I would argue that fundamentally, “The Lord of the Rings” is about hope. Frodo is thrown into a situation that he did not ask for, did not know what to do with, and did not want. And yet, he carries on. There are many, MANY moments in which he could have quit, in which he almost does throw in the towel. But he doesn’t. He falls and gets back up, time and time again. And THAT is the main reason why I think everyone should watch “The Lord of the Rings.”

Sometimes, it can feel like our world is getting darker and scarier by the minute. With war and climate change and hatred surrounding us, how can we have any hope? We are constantly bombarded by doom and gloom at every turn. But Frodo and the Fellowship remind us that nothing is forever. When I was younger, I felt like I was fighting titanic forces that could not be bested. But seeing how the characters responded to their own seemingly insurmountable battle helped me to fight my own. If you have ever felt that way, like you couldn’t breathe for all of the ache in your heart, truly do consider watching “The Lord of the Rings.” If you don’t have the time for a 12 hour movie marathon at the moment, at least read the quote below.

“It’s like the great stories, Mr. Frodo, the ones that really mattered. Full of darkness and danger they were, and sometimes you didn’t want to know the end because how could the end be happy? How could the world go back to the way it was when so much bad has happened? But in the end, it’s only a passing thing this shadow, even darkness must pass. A new day will come, and when the sun shines, it’ll shine out the clearer. I know now folks in those stories had lots of chances of turning back, only they didn’t. They kept going because they were holding on to something. That there’s some good in this world, Mr.
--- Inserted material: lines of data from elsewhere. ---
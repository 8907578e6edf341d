use std::{collections::HashMap, fmt::Debug, time::Duration};

use tokio::{
    sync::mpsc::{unbounded_channel, UnboundedReceiver, UnboundedSender},
    task::JoinHandle,
};

pub trait SendEvent<M> {
    fn send(&mut self, event: M) -> anyhow::Result<()>;
}

pub trait OnEvent<M> {
    fn on_event(&mut self, event: M, timer: &mut dyn Timer<M>) -> anyhow::Result<()>;
}

// SendEvent -> OnEvent
// is this a generally reasonable blanket impl?
// anyway, this is not a To iff From scenario: there's semantic difference
// of implementing the two traits
// should always prefer to implement OnEvent for event consumers even if they
// don't make use of timers
impl<T: SendEvent<M>, M> OnEvent<M> for T {
    fn on_event(&mut self, event: M, _: &mut dyn Timer<M>) -> anyhow::Result<()> {
        self.send(event)
    }
}

// OnEvent -> SendEvent
pub struct Inline<'a, S, M>(pub &'a mut S, pub &'a mut dyn Timer<M>);

impl<S: Debug, M> Debug for Inline<'_, S, M> {
    fn fmt(&self, f: &mut std::fmt::Formatter<'_>) -> std::fmt::Result {
        f.debug_struct("Inline")
            .field("state", &self.0)
            .finish_non_exhaustive()
    }
}

impl<S: OnEvent<M>, N: Into<M>, M> SendEvent<N> for Inline<'_, S, M> {
    fn send(&mut self, event: N) -> anyhow::Result<()> {
        self.0.on_event(event.into(), self.1)
    }
}

#[derive(Debug)]
pub struct Void; // for testing

impl<M> SendEvent<M> for Void {
    fn send(&mut self, _: M) -> anyhow::Result<()> {
        Ok(())
    }
}

impl<N: Into<M>, M> SendEvent<N> for UnboundedSender<M> {
    fn send(&mut self, event: N) -> anyhow::Result<()> {
        UnboundedSender::send(self, event.into()).map_err(|_| anyhow::anyhow!("channel closed"))
    }
}

pub type TimerId = u32;

pub trait Timer<M> {
    fn set_internal(&mut self, duration: Duration, event: M) -> anyhow::Result<TimerId>;

    fn unset(&mut self, timer_id: TimerId) -> anyhow::Result<()>;
}

impl<M> dyn Timer<M> + '_ {
    pub fn set(&mut self, duration: Duration, event: impl Into<M>) -> anyhow::Result<u32> {
        self.set_internal(duration, event.into())
    }
}

#[derive(Debug, derive_more::From)]
enum SessionEvent<M> {
    Timer(TimerId, M),
    Other(M),
}

#[derive(Debug)]
pub struct SessionSender<M>(UnboundedSender<SessionEvent<M>>);

impl<M> Clone for SessionSender<M> {
    fn clone(&self) -> Self {
        Self(self.0.clone())
    }
}

impl<M> PartialEq for SessionSender<M> {
    fn eq(&self, other: &Self) -> bool {
        self.0.same_channel(&other.0)
    }
}

impl<M> Eq for SessionSender<M> {}

impl<M: Into<N>, N> SendEvent<M> for SessionSender<N> {
    fn send(&mut self, event: M) -> anyhow::Result<()> {
        SendEvent::send(&mut self.0, event.into())
    }
}

pub struct Session<M> {
    sender: UnboundedSender<SessionEvent<M>>,
    receiver: UnboundedReceiver<SessionEvent<M>>,
    timer_id: TimerId,
    timers: HashMap<TimerId, JoinHandle<()>>,
}

impl<M> Debug for Session<M> {
    fn fmt(&self, f: &mut std::fmt::Formatter<'_>) -> std::fmt::Result {
        f.debug_struct("Session")
            .field("timer_id", &self.timer_id)
            .field("timers", &self.timers)
            .finish_non_exhaustive()
    }
}

impl<M> Session<M> {
    pub fn new() -> Self {
        let (sender, receiver) = unbounded_channel();
        Self {
            sender,
            receiver,
            timer_id: 0,
            timers: Default::default(),
        }
    }
}

impl<M> Default for Session<M> {
    fn default() -> Self {
        Self::new()
    }
}

impl<M> Session<M> {
    pub fn sender(&self) -> SessionSender<M> {
        SessionSender(self.sender.clone())
    }

    pub async fn run(&mut self, state: &mut impl OnEvent<M>) -> anyhow::Result<()>
    where
        M: Send + 'static,
    {
        loop {
            let event = match self
                .receiver
                .recv()
                .await
                .ok_or(anyhow::anyhow!("channel closed"))?
            {
                SessionEvent::Timer(timer_id, event) => {
                    if self.timers.remove(&timer_id).is_some() {
                        event
                    } else {
                        // unset/timeout contention, force to skip timer as long as it has been
                        // unset
                        // this could happen because of stalled timers in event waiting list
                        // another approach has been taken previously, by passing the timer events
                        // with a shared mutex state `timeouts`
                        // that should (probably) avoid this case in a single-thread runtime, but
                        // since tokio does not offer a generally synchronous `abort`, the following
                        // sequence is still possible in multithreading runtime
                        //   event loop lock `timeouts`
                        //   event callback `unset` timer which calls `abort`
                        //   event callback returns, event loop unlock `timeouts`
                        //   timer coroutine keep alive, lock `timeouts` and push event into it
                        //   timer coroutine finally get aborted
                        // the (probably) only solution is to implement a synchronous abort, block
                        // in `unset` call until timer coroutine replies with somehow promise of not
                        // sending timer event anymore, i don't feel that worth
                        // anyway, as long as this fallback presents the `abort` is logically
                        // redundant, just for hopefully better performance
                        // (so wish i have direct access to the timer wheel...)
                        continue;
                    }
                }
                SessionEvent::Other(event) => event,
            };
            state.on_event(event, self)?
        }
    }
}

impl<M: Send + 'static> Timer<M> for Session<M> {
    fn set_internal(&mut self, duration: Duration, event: M) -> anyhow::Result<TimerId> {
        self.timer_id += 1;
        let timer_id = self.timer_id;
        let sender = self.sender.clone();
        let timer = tokio::spawn(async move {
            tokio::time::sleep(duration).await;
            sender.send(SessionEvent::Timer(timer_id, event)).unwrap();
        });
        self.timers.insert(timer_id, timer);
        Ok(timer_id)
    }

    fn unset(&mut self, timer_id: TimerId) -> anyhow::Result<()> {
        self.timers
            .remove(&timer_id)
            .ok_or(anyhow::anyhow!("timer not exists"))?
            .abort();
        Ok(())
    }
}
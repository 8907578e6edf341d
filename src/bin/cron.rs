//! Cron binary: watches virtual time advance and fires due cronjobs (§4.7,
//! §8).

use clap::Parser;

use mrcs::broker::lapin_client::LapinBroker;
use mrcs::broker::Broker;
use mrcs::cli::{init_tracing, CommonArgs};
use mrcs::cron::{self, CronConfig};
use mrcs::db::{DbHandle, DbName};

#[derive(Parser)]
#[command(about = "Cron: watches virtual time advance and fires due cronjobs")]
struct Cli {
    #[command(flatten)]
    common: CommonArgs,

    /// Persist model time on every distinct tick and resume from it on
    /// restart, instead of starting fresh each run.
    #[arg(long)]
    save_model_time: bool,
}

#[tokio::main]
async fn main() -> anyhow::Result<()> {
    init_tracing();
    let cli = Cli::parse();
    cli.common.validate()?;

    let mode = cli.common.mode();
    let descriptor = cron::descriptor(mode.exchange_name());
    let mut broker = LapinBroker::new(cli.common.amqp_uri.clone(), mode.exchange_name());

    if cli.common.clean {
        broker.connect().await?;
        broker.teardown(&descriptor.queue).await?;
        return Ok(());
    }

    let db = DbHandle::open(&cli.common.base_dir, DbName::Cron, mode)?;
    let config = CronConfig {
        save_model_time: cli.save_model_time,
        host: cli.common.host.clone(),
    };
    cron::run(broker, descriptor, db, config).await
}
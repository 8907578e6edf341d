//! An in-process fake of the topic exchange, used by tests so node and
//! scenario tests can run without a live broker.
//!
//! Matching happens at the level of the six wire tokens directly (not
//! through `EquipmentFilter::matches`), because a published routing key's
//! target may itself carry a literal `*` token (a broadcast) — the same
//! token-for-token comparison a real AMQP topic exchange performs between a
//! binding pattern's words and a published key's words.

use std::sync::atomic::{AtomicU64, Ordering};
use std::sync::{Arc, Mutex};

use async_trait::async_trait;
use tokio::sync::mpsc::{unbounded_channel, UnboundedReceiver, UnboundedSender};

use super::{Broker, Delivery};
use crate::equipment::SubscriptionRoutingKey;
use crate::message::Message;

fn topic_tokens_match(binding_wire: &str, published_wire: &str) -> bool {
    let binding: Vec<&str> = binding_wire.split('.').collect();
    let published: Vec<&str> = published_wire.split('.').collect();
    binding.len() == published.len()
        && binding
            .iter()
            .zip(published.iter())
            .all(|(b, p)| *b == "*" || b == p)
}

struct Binding {
    queue: String,
    pattern: String,
    sender: UnboundedSender<Delivery>,
}

#[derive(Default)]
struct ExchangeState {
    bindings: Vec<Binding>,
}

/// A shared exchange that multiple [`InProcessBroker`] handles publish to
/// and consume from, modelling one broker process.
#[derive(Clone, Default)]
pub struct Exchange(Arc<Mutex<ExchangeState>>);

impl Exchange {
    pub fn new() -> Self {
        Self::default()
    }
}

pub struct InProcessBroker {
    exchange: Exchange,
    next_tag: Arc<AtomicU64>,
    acked: Arc<AtomicU64>,
    receiver: Option<UnboundedReceiver<Delivery>>,
    queue: Option<String>,
}

impl InProcessBroker {
    pub fn new(exchange: Exchange) -> Self {
        Self {
            exchange,
            next_tag: Arc::new(AtomicU64::new(1)),
            acked: Arc::new(AtomicU64::new(0)),
            receiver: None,
            queue: None,
        }
    }

    /// Number of deliveries acked so far on this handle (including
    /// self-suppressed ones), for test assertions.
    pub fn acked_count(&self) -> u64 {
        self.acked.load(Ordering::SeqCst)
    }
}

#[async_trait]
impl Broker for InProcessBroker {
    async fn connect(&mut self) -> anyhow::Result<()> {
        Ok(())
    }

    async fn subscribe(&mut self, queue: &str, bindings: &[SubscriptionRoutingKey]) -> anyhow::Result<()> {
        let (sender, receiver) = unbounded_channel();
        let mut state = self.exchange.0.lock().unwrap();
        for pattern in bindings {
            state.bindings.push(Binding {
                queue: queue.to_string(),
                pattern: pattern.format(),
                sender: sender.clone(),
            });
        }
        drop(state);
        self.receiver = Some(receiver);
        self.queue = Some(queue.to_string());
        Ok(())
    }

    async fn publish(&mut self, msg: &Message) -> anyhow::Result<()> {
        let wire = msg.routing_key.format();
        let payload = serde_json::to_vec(&msg.payload)?;
        let state = self.exchange.0.lock().unwrap();
        // A durable queue with multiple bindings should only receive one
        // copy of a message that matches more than one of its bindings, so
        // dedupe by queue name the way a real queue would.
        let mut delivered_to: std::collections::HashSet<&str> = Default::default();
        for binding in &state.bindings {
            if topic_tokens_match(&binding.pattern, &wire) && delivered_to.insert(&binding.queue) {
                let _ = binding.sender.send(Delivery {
                    routing_key_wire: wire.clone(),
                    payload: payload.clone(),
                    origin: msg.origin,
                    delivery_tag: self.next_tag.fetch_add(1, Ordering::SeqCst),
                });
            }
        }
        Ok(())
    }

    async fn recv(&mut self) -> anyhow::Result<Option<Delivery>> {
        match &mut self.receiver {
            Some(receiver) => Ok(receiver.recv().await),
            None => anyhow::bail!("recv called before subscribe"),
        }
    }

    async fn ack(&mut self, _delivery_tag: u64) -> anyhow::Result<()> {
        self.acked.fetch_add(1, Ordering::SeqCst);
        Ok(())
    }

    async fn close(&mut self) -> anyhow::Result<()> {
        self.receiver = None;
        Ok(())
    }

    async fn teardown(&mut self, queue: &str) -> anyhow::Result<()> {
        let mut state = self.exchange.0.lock().unwrap();
        state.bindings.retain(|binding| binding.queue != queue);
        Ok(())
    }
}

#[cfg(test)]
mod tests {
    use super::*;
    use crate::equipment::{EquipmentFilter, EquipmentId, EquipmentType, PublicationRoutingKey};

    fn id(ty: EquipmentType, serial: u16) -> EquipmentId {
        EquipmentId::new(ty, None, serial)
    }

    #[tokio::test]
    async fn binding_with_wildcard_target_receives_broadcast() {
        let exchange = Exchange::new();
        let mut publisher = InProcessBroker::new(exchange.clone());
        publisher.connect().await.unwrap();

        let mut subscriber = InProcessBroker::new(exchange.clone());
        subscriber.connect().await.unwrap();
        subscriber
            .subscribe(
                "q.omp",
                &[SubscriptionRoutingKey::new(EquipmentFilter::all(), EquipmentFilter::exact(id(EquipmentType::Omp, 1)))],
            )
            .await
            .unwrap();

        let mut other = InProcessBroker::new(exchange.clone());
        other.connect().await.unwrap();
        other
            .subscribe(
                "q.mpu",
                &[SubscriptionRoutingKey::new(EquipmentFilter::all(), EquipmentFilter::exact(id(EquipmentType::Mpu, 1)))],
            )
            .await
            .unwrap();

        let msg = Message::originate(
            PublicationRoutingKey::new(id(EquipmentType::Sbo, 2), EquipmentFilter::exact(id(EquipmentType::Omp, 1))),
            serde_json::json!("hello"),
        )
        .unwrap();
        publisher.publish(&msg).await.unwrap();

        let got = subscriber.recv().await.unwrap().unwrap();
        assert_eq!(got.payload, b"\"hello\"");

        assert!(other.receiver.is_none() || other.receiver.as_mut().unwrap().try_recv().is_err());
    }
}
Frodo, and it’s worth fighting for.”

So remember, the next time the world seems like nothing but shadows, there will be light.

What do you think? Do I have rose-tinted glasses for the movies? Do you like them as much as me? Let me know your thoughts below. Keep an eye out for my next post detailing my view on the books versus the movies. And look ahead for September, when we’ll be hosting a party for dear ole Bilbo Baggins. Harthon ad-govatham. 

2 thoughts on “Why Everyone Should Watch “The Lord of The Rings” Movies”

  1. Wow, Laura, you summed it up so perfectly that I have nothing to add! Maybe I can use it to convince a few more people to watch the movies. Google suggested your blog post to me on my phone and I’m so glad I read it. I’ll be sharing it with my LOTR-obsessed niece because you remind me so much of her and I bet she would say exactly the same things if she had your gift for expression. She has her own, of course. 🙂 She’s very musical and I know she will agree with your praise of the music.

    Last weekend half a dozen of us went together to see the three extended editions in theaters. That was my niece’s first time to see it on the big screen, along with the others. I saw them all when they first came out! This re-release was wonderful experience. ♥️ As many times as I’ve seen these movies, I still noticed new things and was struck again by the timeless values that run through the whole story.

  2. Lord of the Rings excelled in every aspect of filmmaking. The screenwriting, casting, cinematography, costuming, sound mixing, special effects, makeup, sets and miniatures, music, direction, acting, art direction. And all that with a terrific story as the foundation. A triumph in so many ways!